| Work required |
Each line of the data below holding the word "HeaderMap" must be copied.

*** Task data Section Begins ***

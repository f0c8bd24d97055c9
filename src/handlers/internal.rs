//! Internal callback endpoints
//!
//! Guarded by the shared X-Internal-Api-Key header, not vendor identity:
//! these are called by trusted collaborators (the payment processor), not
//! by browsers.

use axum::{
    extract::State,
    http::{header::HeaderMap, StatusCode},
    Json,
};
use tracing::info;

use crate::models::common::ErrorResponse;
use crate::models::referral::{PaymentCompletedRequest, PaymentCompletedResponse};
use crate::services::referral::{self, ReferralError};
use crate::AppState;

pub const INTERNAL_API_KEY_HEADER: &str = "x-internal-api-key";

fn check_api_key(
    state: &AppState,
    headers: &HeaderMap,
) -> Result<(), (StatusCode, Json<ErrorResponse>)> {
    let supplied = headers
        .get(INTERNAL_API_KEY_HEADER)
        .and_then(|v| v.to_str().ok());
    if supplied == Some(state.config.internal_api_key.as_str()) {
        Ok(())
    } else {
        Err((
            StatusCode::UNAUTHORIZED,
            Json(ErrorResponse {
                error: "Invalid or missing internal API key".to_string(),
            }),
        ))
    }
}

/// Payment-completion callback. A completed payment qualifies the paying
/// vendor's referral (if any) and accrues the reward as pending credit.
/// Retries are safe: a referral that already left LINKED is a no-op.
pub async fn payment_completed(
    State(state): State<AppState>,
    headers: HeaderMap,
    Json(payload): Json<PaymentCompletedRequest>,
) -> Result<Json<PaymentCompletedResponse>, (StatusCode, Json<ErrorResponse>)> {
    check_api_key(&state, &headers)?;

    let reward_accrued = referral::qualify_and_reward(
        &state.db,
        state.config.referral_reward,
        payload.vendor_id,
        payload.payment_id,
    )
    .await
    .map_err(|e| match e {
        ReferralError::Db(e) => (
            StatusCode::INTERNAL_SERVER_ERROR,
            Json(ErrorResponse {
                error: format!("Database error: {}", e),
            }),
        ),
        other => (
            StatusCode::INTERNAL_SERVER_ERROR,
            Json(ErrorResponse {
                error: other.to_string(),
            }),
        ),
    })?;

    if reward_accrued {
        info!(
            vendor_id = %payload.vendor_id,
            payment_id = %payload.payment_id,
            "Referral reward accrued"
        );
    }

    Ok(Json(PaymentCompletedResponse { reward_accrued }))
}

*** Task data Section Ends ***

| Reply to the task |
    http::{header::HeaderMap, StatusCode},
    headers: &HeaderMap,
    headers: HeaderMap,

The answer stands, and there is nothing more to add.